兩人有一搭沒一搭的聊着,突然,有個修士故意喊起來。
“哎,幺妹你别醋,要不是小柳兒從百藥谷順來那麼些奇珍草藥救人,咱哥幾個就折在五毒魔域裡了!”
“四哥你别亂說話,我哪裡有……”
“都懂,都懂,咱們裡面就他生得風流倜傥,又會逗你們開心,我要是個女的,也芳心暗許啊。”
“什麼芳心,要我,我就以身——唔噗,錯了錯了,小柳兒别打我!”
天上,禦空飛行着的音修和身邊的一群人嘻嘻哈哈地笑鬧着,消失不見。地上,小女娃的身影也消散而去,琉璃花飾掉在草叢泥地裡。愁姬沉默地看着發生的一切。
沈念绮看着她走了過去,把地上的琉璃花飾撿了起來,極為寶貝地捧在手裡,輕輕落下一吻。
【然後呢?】
【你慢慢看就是了。】
言柳難得沒閑情逸緻調侃幾句沈念绮,沈念绮也注意到言柳心情不好,便不再與言柳心交,安靜去等化境布置下一幕。
雨聲繼續淅淅瀝瀝地打在竹林上,小女娃已經長大,如今看來,是約莫十八九的少女。頭發依舊亂糟糟地遮住臉,皮膚黝黑,她身後背着已經淋得透濕的木柴,站在門檻外使勁擰了幾遍衣服上的水,又在門檻上蹭掉布鞋上的泥濘,方才踏進門來。
“我聽村頭阿婆說,你不願念書?”
小女娃沒料到屋内有人,聞聲唰地掏出别在身側的砍柴刀,警惕地護在身前,音修餘笙見她防備如此,啞然失笑,坐在床榻上拍了拍身邊,說道:“幾年沒見就忘了我?喏,那些玩意兒和吃食,我給你時不時買的,都忘啦?這麼不記着舊交情?”
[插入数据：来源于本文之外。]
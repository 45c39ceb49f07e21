/// First-run setup and console presentation
///
/// Everything here runs once at startup, outside the request path: banner,
/// interactive webhook prompt, console minimization, and the exit
/// acknowledgment.

use crate::config::ConfigStore;
use crate::discord;
use anyhow::Result;
use std::io::{self, BufRead, Write};

/// One-time startup banner
pub fn print_banner() {
    println!(
        r#"
================================================
        Chat Relay -> Discord Forwarder
================================================
"#
    );
}

/// Prompt the operator for a webhook URL until one passes the prefix check,
/// then persist it
///
/// Blocks on stdin. Never invoked during request handling; a bad stored URL
/// at request time is answered with a structured error instead.
pub fn prompt_for_webhook(store: &ConfigStore) -> Result<String> {
    tracing::warn!("⚠️ No valid Discord webhook URL found in config");

    let stdin = io::stdin();
    loop {
        print!("Enter your Discord webhook URL: ");
        io::stdout().flush()?;

        let mut line = String::new();
        stdin.lock().read_line(&mut line)?;
        let url = line.trim().to_string();

        if discord::is_valid_webhook_url(&url) {
            store.save(&url)?;
            tracing::info!("✅ Webhook URL saved to {}", store.path().display());
            return Ok(url);
        }

        tracing::warn!(
            "❌ Invalid URL. Must start with {}... Please try again",
            discord::WEBHOOK_PREFIX
        );
    }
}

/// Minimize the console window when launched with --minimized
///
/// Only meaningful on Windows, where operators typically start the relay
/// from a shortcut next to the game server.
#[cfg(windows)]
pub fn minimize_console() {
    use winapi::um::wincon::GetConsoleWindow;
    use winapi::um::winuser::{ShowWindow, SW_MINIMIZE};

    unsafe {
        let hwnd = GetConsoleWindow();
        if !hwnd.is_null() {
            ShowWindow(hwnd, SW_MINIMIZE);
        }
    }
}

/// No-op on platforms without a console window to minimize
#[cfg(not(windows))]
pub fn minimize_console() {}

/// Hold the console open until the operator acknowledges
///
/// Runs after any termination, including bind failures, so the error text
/// stays readable in a double-clicked console window.
pub fn wait_for_exit() {
    println!("Press Enter to exit...");
    let _ = io::stdin().read_line(&mut String::new());
}
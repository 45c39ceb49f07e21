/// Chatrelay: minimal chat-to-Discord webhook relay
///
/// This library provides the forwarding path (one inbound HTTP endpoint, one
/// outbound webhook POST) plus on-disk persistence of the webhook URL.

// Core configuration and webhook URL persistence
pub mod config;

// Outbound Discord delivery - validation, formatting, webhook POST
pub mod discord;

// HTTP API layer - the inbound forwarding endpoint
pub mod api;

// Server setup and initialization
pub mod server;

// Interactive first-run setup and console helpers
pub mod setup;

// Re-export commonly used types for external consumers
pub use api::forward::ForwardResponse;
pub use config::{Config, ConfigStore};
pub use discord::{DiscordNotifier, WEBHOOK_PREFIX};
pub use server::start_server;
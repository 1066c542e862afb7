use serde::Serialize;
use serde_json::Value;

#[derive(Debug, Serialize)]
pub struct PredictionResponse {
    pub prediction: Value,
}

/// Body of a 422 response, one entry per field that failed to validate.
#[derive(Debug, Serialize)]
pub struct ValidationErrors {
    pub detail: Vec<ValidationError>,
}

#[derive(Debug, Serialize)]
pub struct ValidationError {
    #[serde(rename = "type")]
    pub kind: &'static str,
    pub loc: Vec<Value>,
    pub msg: &'static str,
    pub input: Value,
    #[serde(skip_serializing_if = "Option::is_none")]
    pub ctx: Option<Value>,
}
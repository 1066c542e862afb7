use super::{Dialog, Predictor};
use crate::{Error, Result};
use async_trait::async_trait;
use serde_json::Value;
use std::collections::HashMap;
use std::io::ErrorKind;
use std::process::Stdio;
use tokio::io::AsyncWriteExt;
use tokio::process::Command;
use tracing::debug;

/// Runs one process per prediction: the dialog goes in on stdin as JSON, the
/// prediction comes back on stdout as JSON.
pub struct CommandPredictor {
    command: String,
    args: Vec<String>,
    env: HashMap<String, String>,
}

impl CommandPredictor {
    pub fn new(command: String, args: Vec<String>, env: HashMap<String, String>) -> Self {
        Self { command, args, env }
    }
}

#[async_trait]
impl Predictor for CommandPredictor {
    async fn predict_contradiction(&self, dialog: &Dialog) -> Result<Value> {
        let input = serde_json::to_vec(dialog)?;

        let mut cmd = Command::new(&self.command);
        cmd.args(&self.args);
        cmd.stdin(Stdio::piped());
        cmd.stdout(Stdio::piped());
        cmd.stderr(Stdio::piped());
        cmd.kill_on_drop(true);

        for (key, value) in &self.env {
            cmd.env(key, value);
        }

        let mut child = cmd.spawn().map_err(|e| {
            Error::predictor(format!(
                "Failed to spawn predictor process {}: {}",
                self.command, e
            ))
        })?;

        let mut stdin = child
            .stdin
            .take()
            .ok_or_else(|| Error::internal("Failed to get stdin for predictor process"))?;

        // stdin is fed while stdout/stderr are drained so neither side can
        // stall on a full pipe. The child may exit without reading all of it.
        // The pipe closes when this future drops stdin.
        let write_input = async move {
            match stdin.write_all(&input).await {
                Err(e) if e.kind() == ErrorKind::BrokenPipe => Ok(()),
                other => other,
            }
        };

        let (written, output) = tokio::join!(write_input, child.wait_with_output());

        let output = output
            .map_err(|e| Error::predictor(format!("Failed to wait for predictor process: {}", e)))?;
        written
            .map_err(|e| Error::predictor(format!("Failed to write to predictor process: {}", e)))?;

        if !output.status.success() {
            return Err(Error::predictor(format!(
                "Predictor process exited with {}: {}",
                output.status,
                String::from_utf8_lossy(&output.stderr).trim()
            )));
        }

        debug!("Predictor process returned {} bytes", output.stdout.len());

        serde_json::from_slice(&output.stdout)
            .map_err(|e| Error::predictor(format!("Failed to parse predictor output: {}", e)))
    }
}
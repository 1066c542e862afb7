use serde::{Deserialize, Serialize};
use std::collections::HashMap;

/// Bridge script run by the default command predictor. Reads the dialog
/// mapping from stdin and prints the JSON-encoded prediction.
pub const DEFAULT_BRIDGE_SCRIPT: &str = "import json, sys\n\
from rgm_inference import predict_contradiction\n\
print(json.dumps(predict_contradiction(json.load(sys.stdin))))\n";

#[derive(Debug, Clone, Default, Serialize, Deserialize)]
pub struct Config {
    #[serde(default)]
    pub server: ServerConfig,
    #[serde(default)]
    pub predictor: PredictorConfig,
}

#[derive(Debug, Clone, Serialize, Deserialize)]
pub struct ServerConfig {
    #[serde(default = "default_host")]
    pub host: String,
    #[serde(default = "default_port")]
    pub port: u16,
    #[serde(default)]
    pub logs: LogsConfig,
}

#[derive(Debug, Clone, Serialize, Deserialize)]
pub struct LogsConfig {
    #[serde(default = "default_log_level")]
    pub level: String,
}

/// Which backend reaches the contradiction model.
#[derive(Debug, Clone, Serialize, Deserialize)]
#[serde(tag = "type", rename_all = "snake_case")]
pub enum PredictorConfig {
    Command {
        #[serde(default = "default_command")]
        command: String,
        #[serde(default = "default_args")]
        args: Vec<String>,
        #[serde(default)]
        env: HashMap<String, String>,
    },
    Http {
        url: String,
    },
}

impl Default for ServerConfig {
    fn default() -> Self {
        Self {
            host: default_host(),
            port: default_port(),
            logs: LogsConfig::default(),
        }
    }
}

impl Default for LogsConfig {
    fn default() -> Self {
        Self {
            level: default_log_level(),
        }
    }
}

impl Default for PredictorConfig {
    fn default() -> Self {
        Self::Command {
            command: default_command(),
            args: default_args(),
            env: HashMap::new(),
        }
    }
}

fn default_host() -> String {
    "127.0.0.1".to_string()
}

fn default_port() -> u16 {
    8000
}

fn default_log_level() -> String {
    "info".to_string()
}

fn default_command() -> String {
    "python3".to_string()
}

fn default_args() -> Vec<String> {
    vec!["-c".to_string(), DEFAULT_BRIDGE_SCRIPT.to_string()]
}
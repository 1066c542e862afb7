mod command;
mod http;

pub use command::CommandPredictor;
pub use http::HttpPredictor;

use crate::{Result, config::PredictorConfig};
use async_trait::async_trait;
use serde::{Deserialize, Serialize};
use serde_json::Value;
use std::sync::Arc;

/// The two-key mapping handed to the contradiction model.
///
/// Field values are kept exactly as received; element types, pair length and
/// index bounds are the model's business.
#[derive(Debug, Clone, PartialEq, Serialize, Deserialize)]
pub struct Dialog {
    pub utterances: Vec<Value>,
    pub annotation_target_pair: Vec<Value>,
}

/// Something that scores a dialog for contradiction.
///
/// The returned value is opaque and is passed through to the caller untouched.
#[async_trait]
pub trait Predictor: Send + Sync {
    async fn predict_contradiction(&self, dialog: &Dialog) -> Result<Value>;
}

pub fn from_config(config: &PredictorConfig) -> Arc<dyn Predictor> {
    match config {
        PredictorConfig::Command { command, args, env } => Arc::new(CommandPredictor::new(
            command.clone(),
            args.clone(),
            env.clone(),
        )),
        PredictorConfig::Http { url } => Arc::new(HttpPredictor::new(url.clone())),
    }
}
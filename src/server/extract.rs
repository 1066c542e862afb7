use super::types::{ValidationError, ValidationErrors};
use crate::predictor::Dialog;
use axum::{
    Json, async_trait,
    body::Bytes,
    extract::{FromRequest, Request},
    http::{StatusCode, header::CONTENT_TYPE},
    response::{IntoResponse, Response},
};
use serde_json::{Map, Value, json};
use tracing::debug;

/// JSON body extractor for `/predict`.
///
/// Only checks that both fields are present and are arrays. Anything else is
/// rejected with 422 before the handler runs. A body without a content type
/// is read as JSON.
#[derive(Debug)]
pub struct DialogInput(pub Dialog);

#[async_trait]
impl<S> FromRequest<S> for DialogInput
where
    S: Send + Sync,
{
    type Rejection = Response;

    async fn from_request(req: Request, state: &S) -> Result<Self, Self::Rejection> {
        let content_type = req
            .headers()
            .get(CONTENT_TYPE)
            .map(|value| value.to_str().unwrap_or_default().to_owned());
        let bytes = Bytes::from_request(req, state)
            .await
            .map_err(IntoResponse::into_response)?;

        match parse_body(content_type.as_deref(), &bytes) {
            Ok(dialog) => Ok(Self(dialog)),
            Err(errors) => {
                debug!("Rejecting dialog with {} validation errors", errors.detail.len());
                Err(errors.into_response())
            }
        }
    }
}

/// Decodes a raw request body into a dialog.
///
/// The body is parsed as JSON when the content type is absent or is a JSON
/// type; any other content type is validated as an opaque string.
pub fn parse_body(content_type: Option<&str>, bytes: &[u8]) -> Result<Dialog, ValidationErrors> {
    if bytes.is_empty() {
        return Err(ValidationErrors::single(ValidationError {
            kind: "missing",
            loc: vec![json!("body")],
            msg: "Field required",
            input: Value::Null,
            ctx: None,
        }));
    }

    if !content_type.is_none_or(is_json_content_type) {
        let raw = String::from_utf8_lossy(bytes).into_owned();
        return Err(ValidationErrors::not_an_object(Value::String(raw)));
    }

    let body: Value = serde_json::from_slice(bytes).map_err(|e| {
        debug!("Rejecting malformed JSON body: {}", e);
        ValidationErrors::json_invalid(e.to_string())
    })?;
    validate(&body)
}

fn is_json_content_type(content_type: &str) -> bool {
    let essence = content_type
        .split(';')
        .next()
        .unwrap_or_default()
        .trim()
        .to_ascii_lowercase();
    match essence.split_once('/') {
        Some(("application", subtype)) => subtype == "json" || subtype.ends_with("+json"),
        _ => false,
    }
}

pub fn validate(body: &Value) -> Result<Dialog, ValidationErrors> {
    let Value::Object(fields) = body else {
        return Err(ValidationErrors::not_an_object(body.clone()));
    };

    let mut detail = Vec::new();
    let utterances = list_field(fields, body, "utterances", &mut detail);
    let annotation_target_pair = list_field(fields, body, "annotation_target_pair", &mut detail);

    match (utterances, annotation_target_pair) {
        (Some(utterances), Some(annotation_target_pair)) => Ok(Dialog {
            utterances,
            annotation_target_pair,
        }),
        _ => Err(ValidationErrors { detail }),
    }
}

fn list_field(
    fields: &Map<String, Value>,
    body: &Value,
    name: &'static str,
    detail: &mut Vec<ValidationError>,
) -> Option<Vec<Value>> {
    match fields.get(name) {
        Some(Value::Array(items)) => Some(items.clone()),
        Some(other) => {
            detail.push(ValidationError {
                kind: "list_type",
                loc: vec![json!("body"), json!(name)],
                msg: "Input should be a valid list",
                input: other.clone(),
                ctx: None,
            });
            None
        }
        None => {
            detail.push(ValidationError {
                kind: "missing",
                loc: vec![json!("body"), json!(name)],
                msg: "Field required",
                input: body.clone(),
                ctx: None,
            });
            None
        }
    }
}

impl ValidationErrors {
    fn single(error: ValidationError) -> Self {
        Self {
            detail: vec![error],
        }
    }

    fn not_an_object(input: Value) -> Self {
        Self::single(ValidationError {
            kind: "model_attributes_type",
            loc: vec![json!("body")],
            msg: "Input should be a valid dictionary or object to extract fields from",
            input,
            ctx: None,
        })
    }

    fn json_invalid(error: String) -> Self {
        Self::single(ValidationError {
            kind: "json_invalid",
            loc: vec![json!("body")],
            msg: "JSON decode error",
            input: json!({}),
            ctx: Some(json!({ "error": error })),
        })
    }
}

impl IntoResponse for ValidationErrors {
    fn into_response(self) -> Response {
        (StatusCode::UNPROCESSABLE_ENTITY, Json(self)).into_response()
    }
}
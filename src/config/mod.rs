mod types;

pub use types::*;

use crate::{Error, Result};
use std::env;
use std::path::Path;
use tracing::debug;

const DEFAULT_CONFIG_PATH: &str = "config.yaml";

/// Loads the configuration named by `CONFIG_PATH`, or `config.yaml`.
///
/// A missing `config.yaml` falls back to the built-in defaults; a missing
/// file named explicitly through `CONFIG_PATH` is an error.
pub async fn load() -> Result<Config> {
    match env::var("CONFIG_PATH") {
        Ok(path) => load_from(&path).await,
        Err(_) if !Path::new(DEFAULT_CONFIG_PATH).exists() => {
            debug!("No {} found, using default configuration", DEFAULT_CONFIG_PATH);
            Ok(Config::default())
        }
        Err(_) => load_from(DEFAULT_CONFIG_PATH).await,
    }
}

pub async fn load_from(config_path: &str) -> Result<Config> {
    debug!("Loading configuration from: {}", config_path);

    let config_str = tokio::fs::read_to_string(config_path)
        .await
        .map_err(|e| Error::config(format!("Failed to read {}: {}", config_path, e)))?;
    parse(&config_str)
}

pub fn parse(config_str: &str) -> Result<Config> {
    // An empty document deserializes as unit, not as an empty mapping.
    if config_str.trim().is_empty() {
        return Ok(Config::default());
    }
    let config: Config = serde_yaml::from_str(config_str)?;
    Ok(config)
}
pub mod extract;
pub mod handlers;
mod types;

pub use types::*;

use crate::{config::Config, predictor::{self, Predictor}, Result};
use axum::{
    extract::DefaultBodyLimit,
    http::StatusCode,
    response::{IntoResponse, Response},
    routing::post,
    Router,
};
use std::{any::Any, net::SocketAddr, sync::Arc};
use tower_http::{catch_panic::CatchPanicLayer, trace::TraceLayer};
use tracing::{error, info};

/// Builds the gateway router around the given predictor.
pub fn router(predictor: Arc<dyn Predictor>) -> Router {
    let app_state = handlers::AppState { predictor };

    Router::new()
        .route("/predict", post(handlers::predict))
        .with_state(app_state)
        .layer(DefaultBodyLimit::disable())
        .layer(CatchPanicLayer::custom(panic_response))
        .layer(TraceLayer::new_for_http())
}

fn panic_response(_panic: Box<dyn Any + Send + 'static>) -> Response {
    error!("Predictor panicked while handling request");
    (
        StatusCode::INTERNAL_SERVER_ERROR,
        handlers::INTERNAL_SERVER_ERROR_BODY,
    )
        .into_response()
}

pub async fn run(config: Config) -> Result<()> {
    let predictor = predictor::from_config(&config.predictor);
    let app = router(predictor);

    let addr = SocketAddr::new(config.server.host.parse()?, config.server.port);

    info!("Starting server on {}", addr);

    let listener = tokio::net::TcpListener::bind(addr).await?;
    axum::serve(listener, app).await?;

    Ok(())
}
書案上堆着小山高的書,壘在拐角,中央放着編了一半的促織籠,紙糊的小老虎,幾塊兒吃了一半的酒釀餅。
小女娃似乎是覺得不好意思,急忙攔在書案前,用身體去擋住音修的視線。
“多大點事兒,我給你買那些不就是讨你開心的?小孩子愛玩正常嘛,”餘笙笑着,見小女娃不再繃緊身體作防備狀,清了清嗓子,話鋒一轉道:“隻不過,咱們約定了什麼來着?我起先囑咐過你,一定要好好讀書。”
小女娃一邊聽着音修絮叨,一邊放下砍柴刀和背簍,開始整理筐子内背來的濕柴。
“你看,又故意不理我了。”餘笙從榻上起身,走到小女娃身前,想幫她一起整理,卻見小女娃把柴分了幾類放,自己看不出分類的依據,不知道從何下手。
“我聽阿婆誇你,幫人耕地喂雞曬谷子都是一把好手,能掙錢養活自己,可是你要是不讀書,就會……就會……”餘笙手上轉着湘妃笛,努力思考着勸學的理由。
他出身世家門第,按時讀書修煉的習慣準則早被刻在了骨子裡,成了自動的應答性行為,他隻知道人必須得讀書,一時半會兒讓他勸學,他倒還真想不出理由來。
人,人不都是要讀書的嗎?
湘妃笛在音修手上打了十八個轉兒,小女娃理好了柴堆,見屋外放晴,抱着一捆往門外走去。
“等下,你别走,聽完我說——”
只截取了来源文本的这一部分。